Marist Undergraduate Philosophy Journal Vol VII 2024

Developing Double Consciousness in the Work of W.E.B. Du Bois

How, then, might Black Americans escape measuring their souls by the tape of the white, American world? To this problem, and in the wake of Emancipation, Du Bois writes that Black Americans must come into a process of self-realization and respect. Du Bois writes that post-Emancipation, the struggle to find place within society changed the child of Emancipation to the youth with dawning self-consciousness, self-realization, self-respect. In those sombre forests of his striving his own soul rose before him, and he saw himself, ––darkly as through a veil; and yet he saw in himself some faint revelation of his power, of his mission. 6 Escaping the mental burden of discrimination thus involves both action and mental fortitude.
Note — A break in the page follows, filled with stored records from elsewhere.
//! Database file loading.
//!
//! Turns a path on disk into an open, in-memory engine instance holding a
//! copy of the file's image. The origin file is only ever read here; all
//! subsequent edits happen in memory until [`write_image`](crate::write_image)
//! puts them back.
//!
//! # Checks, in order
//!
//! 1. The path exists ([`DatabaseError::NotFound`]).
//! 2. The extension is one of [`SUPPORTED_EXTENSIONS`], compared
//!    case-insensitively ([`DatabaseError::UnsupportedFormat`]). Nothing is
//!    read from the file before this check passes.
//! 3. A non-empty file starts with the SQLite header magic
//!    ([`DatabaseError::InvalidFormat`]).
//! 4. The engine accepts the image ([`DatabaseError::InvalidFormat`]).
//!
//! The file is read into memory in one pass and handed to the engine as a
//! byte image, so the engine never opens the origin path and no `-journal`,
//! `-wal` or `-shm` sidecar is created next to it. Images in WAL mode are
//! switched to rollback mode in the copy, since an in-memory database cannot
//! keep a write-ahead log.
//!
//! ```no_run
//! use dbgrid_db::{EngineOptions, load_database};
//!
//! let conn = load_database("inventory.sqlite3".as_ref(), &EngineOptions::default()).unwrap();
//! let tables: i64 = conn
//!     .query_row("SELECT count(*) FROM sqlite_master", [], |row| row.get(0))
//!     .unwrap();
//! println!("{tables} schema objects");
//! ```

use std::path::Path;

use rusqlite::{Connection, MAIN_DB};
use tracing::debug;

use crate::config::EngineOptions;
use crate::error::{DatabaseError, Result};

/// Accepted file extensions, without the leading dot.
pub const SUPPORTED_EXTENSIONS: &[&str] = &["db", "sqlite", "sqlite3"];

/// SQLite file header magic bytes (first 16 bytes).
pub const SQLITE_MAGIC: &[u8; 16] = b"SQLite format 3\0";

/// Header offsets of the file format write and read versions.
const FORMAT_VERSION_OFFSETS: [usize; 2] = [18, 19];
const FORMAT_VERSION_LEGACY: u8 = 1;
const FORMAT_VERSION_WAL: u8 = 2;

/// Creates a fresh, independent engine instance.
///
/// Each call yields its own in-memory database; no state is shared between
/// instances, so any number of handles can coexist in one process. Every
/// option is applied explicitly, since the engine's compiled-in defaults
/// may differ from [`EngineOptions::default`].
///
/// # Errors
///
/// Returns [`DatabaseError::EngineError`] if the engine cannot be started or
/// the options cannot be applied.
pub fn init_engine(options: &EngineOptions) -> Result<Connection> {
    let conn = Connection::open_in_memory()?;
    conn.pragma_update(None, "foreign_keys", options.foreign_keys)?;
    Ok(conn)
}

/// Checks that `path` exists and carries a supported extension.
///
/// # Errors
///
/// Returns [`DatabaseError::NotFound`] or
/// [`DatabaseError::UnsupportedFormat`].
pub fn check_path(path: &Path) -> Result<()> {
    if !path.exists() {
        return Err(DatabaseError::NotFound(path.to_path_buf()));
    }

    let ext = path
        .extension()
        .map(|ext| ext.to_string_lossy().to_lowercase())
        .unwrap_or_default();
    if !SUPPORTED_EXTENSIONS.contains(&ext.as_str()) {
        let shown = if ext.is_empty() { String::new() } else { format!(".{ext}") };
        return Err(DatabaseError::UnsupportedFormat(shown));
    }
    Ok(())
}

/// Returns `true` if `header` can start a database image.
///
/// An empty file is an empty database; anything else must begin with
/// [`SQLITE_MAGIC`].
pub fn is_database_header(header: &[u8]) -> bool {
    header.is_empty() || header.starts_with(SQLITE_MAGIC)
}

/// Loads the database at `path` into a new engine instance.
///
/// # Errors
///
/// See the module documentation for the order of checks. I/O failures while
/// reading the file surface as [`DatabaseError::IoError`].
pub fn load_database(path: &Path, options: &EngineOptions) -> Result<Connection> {
    check_path(path)?;

    let mut image = std::fs::read(path)?;
    let header = &image[..image.len().min(SQLITE_MAGIC.len())];
    if !is_database_header(header) {
        return Err(DatabaseError::InvalidFormat(
            "file is not a database".to_string(),
        ));
    }

    let mut conn = init_engine(options)?;
    if image.is_empty() {
        debug!(path = %path.display(), "loaded empty database file");
        return Ok(conn);
    }

    if clear_wal_mode(&mut image) {
        debug!(path = %path.display(), "database image is in WAL mode; loading as rollback");
    }
    let size = image.len();
    conn.deserialize_read_exact(MAIN_DB, image.as_slice(), size, false)
        .map_err(invalid_format)?;

    // The schema is parsed lazily; force it so a damaged image fails here.
    conn.query_row("SELECT count(*) FROM sqlite_master", [], |row| {
        row.get::<_, i64>(0)
    })
    .map_err(invalid_format)?;

    debug!(path = %path.display(), bytes = size, "loaded database image");
    Ok(conn)
}

/// Rewrites the format version bytes of a WAL-mode image to the rollback
/// journal value. Returns `true` if the image was in WAL mode.
fn clear_wal_mode(image: &mut [u8]) -> bool {
    let mut changed = false;
    for offset in FORMAT_VERSION_OFFSETS {
        match image.get_mut(offset) {
            Some(byte) if *byte == FORMAT_VERSION_WAL => {
                *byte = FORMAT_VERSION_LEGACY;
                changed = true;
            }
            _ => {}
        }
    }
    changed
}

fn invalid_format(err: rusqlite::Error) -> DatabaseError {
    DatabaseError::InvalidFormat(err.to_string())
}
//! Identifier validation for dynamically built SQL.
//!
//! Table and column names cannot be bound as statement parameters, so they
//! have to be spliced into SQL text as double-quoted identifiers. [`Ident`]
//! is the only way to obtain such a spliceable identifier: it can only be
//! constructed through [`Ident::table`] or [`Ident::column`], and its
//! `Display` impl renders the quoted form.
//!
//! A bare identifier (`[A-Za-z_][A-Za-z0-9_]*`) is accepted outright. Any
//! other name is accepted as long as it contains none of `"`, `'` or `;`,
//! the characters that could break out of a quoted identifier.
//!
//! # Examples
//!
//! ```
//! use dbgrid_core::{Ident, IdentifierError};
//!
//! let table = Ident::table("order items").unwrap();
//! assert_eq!(format!("SELECT * FROM {table}"), r#"SELECT * FROM "order items""#);
//!
//! let err = Ident::column(r#"name"; DROP TABLE users; --"#).unwrap_err();
//! assert!(matches!(err, IdentifierError::Column(_)));
//! ```

use std::fmt;
use std::sync::LazyLock;

use regex::Regex;
use thiserror::Error;

/// Characters that are never allowed inside an identifier.
pub const FORBIDDEN_IDENTIFIER_CHARS: &[char] = &['"', '\'', ';'];

static BARE_IDENTIFIER: LazyLock<Regex> = LazyLock::new(|| {
    Regex::new(r"^[A-Za-z_][A-Za-z0-9_]*$").expect("static regex must compile")
});

/// An identifier that was rejected before reaching SQL text.
#[derive(Debug, Clone, PartialEq, Eq, Error)]
pub enum IdentifierError {
    #[error("Invalid table name: {0}")]
    Table(String),
    #[error("Invalid column name: {0}")]
    Column(String),
}

/// What an identifier names; selects the error variant on rejection.
#[derive(Debug, Clone, Copy, PartialEq, Eq)]
pub enum IdentKind {
    Table,
    Column,
}

/// A validated table or column name, rendered double-quoted by `Display`.
#[derive(Debug, Clone, Copy, PartialEq, Eq)]
pub struct Ident<'a> {
    name: &'a str,
    kind: IdentKind,
}

impl<'a> Ident<'a> {
    /// Validates a table name.
    ///
    /// # Errors
    ///
    /// Returns [`IdentifierError::Table`] if the name contains a forbidden
    /// character.
    pub fn table(name: &'a str) -> Result<Self, IdentifierError> {
        Self::validate(name, IdentKind::Table)
    }

    /// Validates a column name.
    ///
    /// # Errors
    ///
    /// Returns [`IdentifierError::Column`] if the name contains a forbidden
    /// character.
    pub fn column(name: &'a str) -> Result<Self, IdentifierError> {
        Self::validate(name, IdentKind::Column)
    }

    /// The single check every identifier passes through.
    pub fn validate(name: &'a str, kind: IdentKind) -> Result<Self, IdentifierError> {
        if is_bare_identifier(name) || !name.contains(FORBIDDEN_IDENTIFIER_CHARS) {
            return Ok(Self { name, kind });
        }
        Err(match kind {
            IdentKind::Table => IdentifierError::Table(name.to_string()),
            IdentKind::Column => IdentifierError::Column(name.to_string()),
        })
    }

    /// The raw, unquoted name.
    pub fn name(&self) -> &'a str {
        self.name
    }

    pub fn kind(&self) -> IdentKind {
        self.kind
    }
}

impl fmt::Display for Ident<'_> {
    fn fmt(&self, f: &mut fmt::Formatter<'_>) -> fmt::Result {
        write!(f, "\"{}\"", self.name)
    }
}

/// Returns `true` if `name` needs no quoting at all.
pub fn is_bare_identifier(name: &str) -> bool {
    BARE_IDENTIFIER.is_match(name)
}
Part of the development of mental fortitude for Black Americans, as explained by Du Bois, is “self-realization”; seeing oneself “darkly as through a veil.” This is not mere self-realization, but realizing oneself as Black , and more specifically, as Black in America —this realization is necessary in order to prepare for the “mission” of addressing the problem of the color line and to understand where identities place one in terms of the social landscape. Thus, we can here interpret Du Bois as arguing that acknowledging one’s own double consciousness is necessary in the larger project of fighting against racial oppression. Of course, this process is not easy. Du Bois later writes, in Souls , that, From the double life every American Negro must live, as a Negro and as an American, as swept on by the current of the nineteenth while yet struggling in the eddies of the fifteenth century,––from this must arise a painful self-consciousness, an almost morbid sense of personality and a moral hesitancy which is fatal to self- confidence.… Such a double life, with double thoughts, double duties, and double social classes, must give rise to double words and double ideals, and tempt the mind to pretense or to revolt, to hypocrisy or to radicalism. 7 In this way, double consciousness also describes a psychological struggle undergone by Black people in America.

6 Du Bois, The Souls of Black Folk , 11. 7 Du Bois, The Souls of Black Folk , 135.